A major APA commission focuses on the application and efficacy of psychotherapy. Our practice guidelines — prepared with no commercial support whatsoever — include recommendations on psychotherapy and other nonmedication-based treatments, and we continue to recommend psychotherapy training for residents. As with any medical specialty, our members have varying attitudes about treatment modalities, but the APA supports the use of a wide variety of therapeutic options geared toward the needs of the particular patient and continues, above all, to advocate for the patient and quality treatment.


A Response by the National Institute of Mental Health:

“The Time for Helplessness And Bitterness Is Past”                 (Up to ToC)

Steven E. Hyman, M.D., is the director of the National Institute of Mental Health.

It would be tragic if Dr Mosher’s personal history prevented anyone with mental illness from obtaining effective treatment. In the years since Mosher has been active in research, a revolution has occurred. In place of medications with questionable efficacy and major negative side effects, or unproven and expensive psychotherapies, we now have a variety of safe and effective medications and psycho’therapies for mental illnesses.

The National Institute of Mental Health, with public funds, has overseen this quiet revolution and has funded its own studies to make sure that the new mood stabilizers, antidepressants and antipsychotics work for Americans with mental illness.
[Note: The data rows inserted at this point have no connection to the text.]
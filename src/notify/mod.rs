//! Change notifications from the browser host.
//!
//! A [`Subscription`] owns a background worker that stays connected to a
//! [`ChangeSource`], reconnecting after a fixed delay whenever the connection
//! drops or cannot be made. The rest of the crate only asks whether anything
//! changed since the last check.

use std::collections::VecDeque;
use std::sync::atomic::{AtomicBool, AtomicUsize, Ordering};
use std::sync::mpsc::{self, Receiver, RecvTimeoutError, Sender, TryRecvError};
use std::sync::{Arc, Mutex, PoisonError};
use std::thread::{self, JoinHandle};
use std::time::{Duration, Instant};

use thiserror::Error;

/// How often the worker checks for teardown while idle
const SHUTDOWN_POLL: Duration = Duration::from_millis(20);

/// Signal pushed by the host whenever its tab inventory changes
#[derive(Debug, Clone, Copy, PartialEq, Eq)]
pub enum ChangeSignal {
    TabsChanged,
}

#[derive(Debug, Error)]
pub enum NotifyError {
    #[error("Failed to connect to change source: {0}")]
    Connect(String),

    #[error("Failed to start notification worker: {0}")]
    Spawn(#[from] std::io::Error),
}

/// A connectable stream of change signals.
///
/// Each successful `connect` yields a receiver that stays live until the host
/// side hangs up.
pub trait ChangeSource: Send + 'static {
    /// Open a new connection.
    ///
    /// # Errors
    ///
    /// Returns `NotifyError::Connect` if the host cannot be reached.
    fn connect(&mut self) -> Result<Receiver<ChangeSignal>, NotifyError>;
}

/// A live subscription to a [`ChangeSource`].
pub struct Subscription {
    signals: Receiver<ChangeSignal>,
    shutdown: Arc<AtomicBool>,
    worker: Option<JoinHandle<()>>,
}

impl Subscription {
    /// Spawn the worker and start connecting.
    ///
    /// # Errors
    ///
    /// Returns `NotifyError::Spawn` if the worker thread cannot be created.
    pub fn start<S: ChangeSource>(source: S, retry_delay: Duration) -> Result<Self, NotifyError> {
        let (tx, rx) = mpsc::channel();
        let shutdown = Arc::new(AtomicBool::new(false));
        let flag = Arc::clone(&shutdown);

        let worker = thread::Builder::new()
            .name("tablib-notify".to_string())
            .spawn(move || run_worker(source, &tx, &flag, retry_delay))?;

        Ok(Self {
            signals: rx,
            shutdown,
            worker: Some(worker),
        })
    }

    /// Consume every pending signal. Returns true if there was at least one.
    #[must_use]
    pub fn try_drain(&self) -> bool {
        let mut changed = false;
        loop {
            match self.signals.try_recv() {
                Ok(_) => changed = true,
                Err(TryRecvError::Empty | TryRecvError::Disconnected) => return changed,
            }
        }
    }

    /// Stop the worker and wait for it to exit
    pub fn teardown(&mut self) {
        self.shutdown.store(true, Ordering::SeqCst);
        if let Some(worker) = self.worker.take()
            && worker.join().is_err()
        {
            log::error!("Notification worker panicked");
        }
    }

    #[must_use]
    pub fn is_running(&self) -> bool {
        self.worker.is_some()
    }
}

impl Drop for Subscription {
    fn drop(&mut self) {
        self.teardown();
    }
}

fn run_worker<S: ChangeSource>(
    mut source: S,
    out: &Sender<ChangeSignal>,
    shutdown: &AtomicBool,
    retry_delay: Duration,
) {
    while !shutdown.load(Ordering::SeqCst) {
        match source.connect() {
            Ok(connection) => {
                log::debug!("Connected to change source");
                if !forward(&connection, out, shutdown) {
                    return;
                }
                log::warn!(
                    "Change source disconnected, reconnecting in {}ms",
                    retry_delay.as_millis()
                );
            }
            Err(e) => {
                log::warn!("{e}, retrying in {}ms", retry_delay.as_millis());
            }
        }

        if !wait(retry_delay, shutdown) {
            return;
        }
    }
}

/// Forward signals until the connection drops. Returns false on teardown.
fn forward(connection: &Receiver<ChangeSignal>, out: &Sender<ChangeSignal>, shutdown: &AtomicBool) -> bool {
    loop {
        if shutdown.load(Ordering::SeqCst) {
            return false;
        }
        match connection.recv_timeout(SHUTDOWN_POLL) {
            Ok(signal) => {
                if out.send(signal).is_err() {
                    return false;
                }
            }
            Err(RecvTimeoutError::Timeout) => {}
            Err(RecvTimeoutError::Disconnected) => return true,
        }
    }
}

/// Sleep for `delay` in short slices. Returns false on teardown.
fn wait(delay: Duration, shutdown: &AtomicBool) -> bool {
    let deadline = Instant::now() + delay;
    loop {
        if shutdown.load(Ordering::SeqCst) {
            return false;
        }
        let now = Instant::now();
        if now >= deadline {
            return true;
        }
        thread::sleep(SHUTDOWN_POLL.min(deadline - now));
    }
}

/// A [`ChangeSource`] fed through in-process channels.
///
/// Every [`ChannelFeed::open`] queues one connection; `connect` hands them out
/// in order and fails while the queue is empty.
#[derive(Debug, Clone)]
pub struct ChannelSource {
    pending: Arc<Mutex<VecDeque<Receiver<ChangeSignal>>>>,
    attempts: Arc<AtomicUsize>,
}

/// Host side of a [`ChannelSource`]
#[derive(Debug, Clone)]
pub struct ChannelFeed {
    pending: Arc<Mutex<VecDeque<Receiver<ChangeSignal>>>>,
    attempts: Arc<AtomicUsize>,
}

impl ChannelSource {
    #[must_use]
    pub fn new() -> (Self, ChannelFeed) {
        let pending = Arc::new(Mutex::new(VecDeque::new()));
        let attempts = Arc::new(AtomicUsize::new(0));
        (
            Self {
                pending: Arc::clone(&pending),
                attempts: Arc::clone(&attempts),
            },
            ChannelFeed { pending, attempts },
        )
    }
}

impl ChangeSource for ChannelSource {
    fn connect(&mut self) -> Result<Receiver<ChangeSignal>, NotifyError> {
        self.attempts.fetch_add(1, Ordering::SeqCst);
        self.pending
            .lock()
            .unwrap_or_else(PoisonError::into_inner)
            .pop_front()
            .ok_or_else(|| NotifyError::Connect("no connection available".to_string()))
    }
}

impl ChannelFeed {
    /// Queue a new connection and return its sending end
    #[must_use]
    pub fn open(&self) -> Sender<ChangeSignal> {
        let (tx, rx) = mpsc::channel();
        self.pending
            .lock()
            .unwrap_or_else(PoisonError::into_inner)
            .push_back(rx);
        tx
    }

    /// Number of times the source has been asked to connect
    #[must_use]
    pub fn attempts(&self) -> usize {
        self.attempts.load(Ordering::SeqCst)
    }
}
While much remains to be done, the time for helplessness and bitterness is past.


A Response by the National Alliance for the Mentally Ill:

“All People Should Have The Right to Make Their Own Decisions”                 (Up to ToC)

William Emmet is the chief operating officer of the National Alliance for the Mentally Ill.

For the record, the National Alliancefor the Mentally Ill (NAMI) focuses primarily on ensuring access to adequate, appropriate treatment within the American health care system. As a matter of Policy, it does not endorse any particular treatment or services for brain disorders. NAMI believes that all people should have the right to make their own decisions about medical treatment, but is aware that some individuals with brain disorders such as schizophrenia and bipolar disorder may at times, due to their illness, lack insight or good judgment about their need for medical treatment. Involuntary treatment of any kind should be used only as a last resort and only when it is believed to be in the best interest of the individual, following a court hearing in which due process has been provided. Outpatient treatment also should be considered the most beneficial, least restrictive and least costly treatment alternative.